Attendance, Preparation, Lateness:

 

Students who are absent more than once without an excuse, arrive late to class, or are not

prepared will have their course grades lowered.  I begin class on time and students who

are more than a minute late will be penalized unless they have a special excuse.  2

latenesses will equal 1 absence.  If another class of professor routinely makes you late

for my class, then that’s not your fault—come talk to me about it as soon as possible so

that I won’t mark it against you.   

 

20% of your final grade will be a combination of attendance, participation, and quizzes. 

The attendance part of this grade will be calculated as follows: 0-1 absences=A; 2-3

absences=B; 4-5= C; 6-7=D, 8 or more=F.  Any student with 10 or more absences will

automatically fail the course.  If you have a serious health problem or hospitalization or

are abducted by aliens or whatever I must know IMMEDIATELY, not after you have

missed two weeks of classes.  Likewise, if you know you are going to be legitimately

absent on a certain day, you MUST let me know beforehand or it will be counted as an

absence, no matter what you tell me later.  Things like “I’m going to a concert”

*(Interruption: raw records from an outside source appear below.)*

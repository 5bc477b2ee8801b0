use std::fmt;

/// A program invocation: name (or path) plus arguments
#[derive(Debug, Clone, PartialEq, Eq)]
pub struct CommandRequest {
    pub program: String,
    pub args: Vec<String>,
}

impl CommandRequest {
    pub fn new(program: impl Into<String>) -> Self {
        Self {
            program: program.into(),
            args: Vec::new(),
        }
    }

    pub fn arg(mut self, arg: impl Into<String>) -> Self {
        self.args.push(arg.into());
        self
    }

    pub fn args<I, S>(mut self, args: I) -> Self
    where
        I: IntoIterator<Item = S>,
        S: Into<String>,
    {
        self.args.extend(args.into_iter().map(Into::into));
        self
    }
}

impl fmt::Display for CommandRequest {
    fn fmt(&self, f: &mut fmt::Formatter<'_>) -> fmt::Result {
        write!(f, "{}", self.program)?;
        for arg in &self.args {
            write!(f, " {}", arg)?;
        }
        Ok(())
    }
}

#[derive(Debug, Clone, Copy, PartialEq, Eq)]
pub struct ExecResult {
    pub exit_code: u8,
}

impl ExecResult {
    pub fn success(&self) -> bool {
        self.exit_code == 0
    }
}

/// Result of a run whose stdout and stderr were collected (interleaved, as a
/// terminal would show them) instead of shown
#[derive(Debug, Clone, PartialEq, Eq)]
pub struct CapturedOutput {
    pub exit_code: u8,
    pub output: String,
}

impl CapturedOutput {
    pub fn success(&self) -> bool {
        self.exit_code == 0
    }
}

/// Why a program name did not resolve to something runnable
#[derive(Debug, Clone, PartialEq, Eq)]
pub enum ProgramResolutionError {
    /// Not in any session PATH directory
    NotFound(String),
    /// A path (contains `/`) that does not exist
    NoSuchFile(String),
    /// Exists but no execute bit is set
    PermissionDenied(String),
}

impl ProgramResolutionError {
    pub fn message(&self) -> &str {
        match self {
            ProgramResolutionError::NotFound(msg)
            | ProgramResolutionError::NoSuchFile(msg)
            | ProgramResolutionError::PermissionDenied(msg) => msg,
        }
    }
}

impl fmt::Display for ProgramResolutionError {
    fn fmt(&self, f: &mut fmt::Formatter<'_>) -> fmt::Result {
        f.write_str(self.message())
    }
}

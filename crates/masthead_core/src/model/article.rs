//! Article domain model.
//!
//! # Invariants
//! - `title` is non-empty and fixed at construction.
//! - An article always references exactly one author and one magazine.
//!   Associations are reassigned only through the repository, which
//!   checks that the target id is registered before the write lands.

use serde::{Deserialize, Serialize};
use uuid::Uuid;

use crate::model::author::AuthorId;
use crate::model::magazine::MagazineId;
use crate::model::ValidationError;

/// Stable identifier for an article.
pub type ArticleId = Uuid;

/// Join entity linking exactly one author and one magazine.
#[derive(Debug, Clone, PartialEq, Eq, Serialize, Deserialize)]
pub struct Article {
    id: ArticleId,
    author: AuthorId,
    magazine: MagazineId,
    title: String,
}

impl Article {
    /// Creates an article with a generated stable ID.
    ///
    /// # Errors
    /// - `ValidationError::EmptyArticleTitle` when `title` is empty.
    pub fn new(
        author: AuthorId,
        magazine: MagazineId,
        title: impl Into<String>,
    ) -> Result<Self, ValidationError> {
        Self::with_id(Uuid::new_v4(), author, magazine, title)
    }

    /// Creates an article with a caller-provided stable ID.
    pub fn with_id(
        id: ArticleId,
        author: AuthorId,
        magazine: MagazineId,
        title: impl Into<String>,
    ) -> Result<Self, ValidationError> {
        let title = title.into();
        if title.is_empty() {
            return Err(ValidationError::EmptyArticleTitle);
        }
        Ok(Self {
            id,
            author,
            magazine,
            title,
        })
    }

    pub fn id(&self) -> ArticleId {
        self.id
    }

    pub fn author(&self) -> AuthorId {
        self.author
    }

    pub fn magazine(&self) -> MagazineId {
        self.magazine
    }

    /// Returns the title, fixed at construction.
    pub fn title(&self) -> &str {
        &self.title
    }

    pub(crate) fn set_author(&mut self, author: AuthorId) {
        self.author = author;
    }

    pub(crate) fn set_magazine(&mut self, magazine: MagazineId) {
        self.magazine = magazine;
    }
}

are not legitimate absences, by the way; if you miss class for things like that you’ll just

have to take the penalty.

 

Notify me of any upcoming absences VIA E-MAIL ONLY.  Do not tell me about it in

class, because I won’t remember. 

 

Participation

 

Good participation means being ready to answer if called on, always doing the assigned reading on time, being attentive, and not being disruptive.  Bad participation gets you an F for your participation grade.  Cellphones: either don’t bring them, or switch them off.  A ringing cellphone in discussion group or lecture will cause your overall grade serious damage.  

 

Please raise your hand when you want to say something in class, and please don’t be shy. 

 

Papers

 

All work that is completed out of class must be word-processed.  Assigned written work must be handed in in class on its due date.  Work handed in later than that (even if it is handed in later on the same day) will be penalized.  ***Keep one copy of each paper that you hand in—this is a requirement.*** 

 

CGS has a Writing and Academic Support Center, where you can make an appointment with a writing tutor.  BUT PLEASE NOTE: I set very high standards for the papers I read, and just because a tutor (or anyone) tells you that your paper is okay, that is NO GUARANTEE AT ALL that it will get a good grade from me.  If you are unsure about your paper at any point and you want to be safe, some and show it to me and I’ll be very happy to go over it with you. 

Plagiarism

 

Plagiarism is using someone else’s words or ideas and presenting them as if they were your own.  So whether you copy out of a book or off of a web page or let another student write a paragraph for you, it is plagiarism and will be considered so.  Anyone who plagiarizes anything will fail the assignment and suffer academic probation, or worse. 

 

Late policy

 

One grade off per day late, unless I have a legitimate, written excuse (like a doctor’s note, for instance).